The review is expected to generate plans to better establish a broad-based financial advice market, create a clearer regulatory environment, and a set of principles to govern the operation of advice.
It will also consider the proportionality of rules, and the implications for the affordability and availability of financial advice, taking in the roles of the FCA, the Financial Ombudsman Service and the Financial Services Compensation Scheme.
Treasury economic secretary Harriett Baldwin says: “Making sure that our financial services sector supports working people at every stage of their lives is a key part of our long-term plan.
“That’s why we’ve launched a major new review to explore what more can be done to make sure consumers can access high quality and affordable advice so they can make informed decisions with their hard-earned money.”
Association of British Insurers director general Huw Evans describes the review as “a welcome step”.
He says: “The new pension freedoms have highlighted how important it is that proper advice is accessible to all, not just those that can afford it.
“This review will naturally take time, so in the short term we want to see steps taken to address the more immediate issues outlined in our action plan in June.”
The ABI plan called for an end to government requirements for those with
the Pension Wise guidance service should be extended to give guidance to those with GARs.
It proposes a “customer control” mechanism that “must allow providers to carry out customer wishes without fear of future redress actions or restrospective regulatory action where the correct steps have been followed”.
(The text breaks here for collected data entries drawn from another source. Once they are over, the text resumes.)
//! Texture atlas types and the runtime UV-lookup resource.
//!
//! The atlas maps `(block kind, face) → UV sub-rect` inside one packed
//! texture. Tiles are painted procedurally at startup (see [`builder`]), so
//! the repo ships no image assets; the lookup surface is the same as it
//! would be for a file-based atlas.

use crate::block::BlockType;
use bevy::prelude::Resource;
use std::collections::HashMap;
use std::sync::Arc;

pub mod builder;

pub use builder::{build_block_atlas, AtlasTextureHandle};

/// One of the six cube faces, used for UV lookup and shading.
#[derive(Clone, Copy, Debug, PartialEq, Eq, Hash)]
pub enum Face {
    Top,
    Bottom,
    East,
    West,
    South,
    North,
}

impl Face {
    /// Collapse the four lateral faces onto the shared side tile.
    #[must_use]
    pub fn is_side(self) -> bool {
        !matches!(self, Face::Top | Face::Bottom)
    }
}

/// Axis-aligned UV bounds (min/max U and V) for a single texture tile.
#[derive(Clone, Copy, Debug, Default)]
pub struct UVBounds {
    pub min_u: f32,
    pub max_u: f32,
    pub min_v: f32,
    pub max_v: f32,
}

/// Per-face UV bounds for a block kind (sides share one tile).
#[derive(Clone, Copy, Debug, Default)]
pub struct BlockAtlasUVs {
    pub top: UVBounds,
    pub bottom: UVBounds,
    pub side: UVBounds,
}

/// Resource storing atlas UV mappings for every block kind.
#[derive(Resource, Clone, Default)]
pub struct AtlasUVMap {
    pub block_uvs: Arc<HashMap<BlockType, BlockAtlasUVs>>,
    /// Size of one tile in UV space.
    pub uv_range: f32,
    /// Fallback for kinds missing from the map.
    pub default_uvs: BlockAtlasUVs,
}

impl AtlasUVMap {
    #[must_use]
    pub fn new(
        block_uvs: Arc<HashMap<BlockType, BlockAtlasUVs>>,
        uv_range: f32,
        default_uvs: BlockAtlasUVs,
    ) -> Self {
        Self { block_uvs, uv_range, default_uvs }
    }

    /// UV bounds for a block face; the default tile when the kind is
    /// unmapped so every `(kind, face)` pair resolves to a valid sub-rect.
    #[must_use]
    pub fn get_face_uvs(&self, kind: BlockType, face: Face) -> UVBounds {
        let uvs = self.block_uvs.get(&kind).copied().unwrap_or(self.default_uvs);
        match face {
            Face::Top => uvs.top,
            Face::Bottom => uvs.bottom,
            _ => uvs.side,
        }
    }
}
The Government has mandated that savers with safeguarded benefits worth more than £30,000 must get regulated advice before taking their pot as cash.
Apfa director general Chris Hannant adds: “Apfa has long been campaigning to reduce the significant regulatory burden on advisers and we welcome Government recognition of the need to examine the legislative barriers to accessing affordable financial advice.
“We are therefore particularly pleased that one of the issues under examination will be the interaction between the regulatory framework for advice and the role of FOS and the FSCS in redress; consumers need to understand that investments can never be 100 per cent risk-free.”
The Government will also launch a further consultation later on this year on how the state-backed guidance available through Pension Wise and the Money Advice Service can be made more effective.
The MAS is currently undertaking its own review process, after an independent report recommended a dramatic overhaul of its services, while the announcement also comes two weeks after after the Work and Pensions Select Committee also announced plans to investigate the affordability and availability of financial advice upon parliament’s return from recess in September.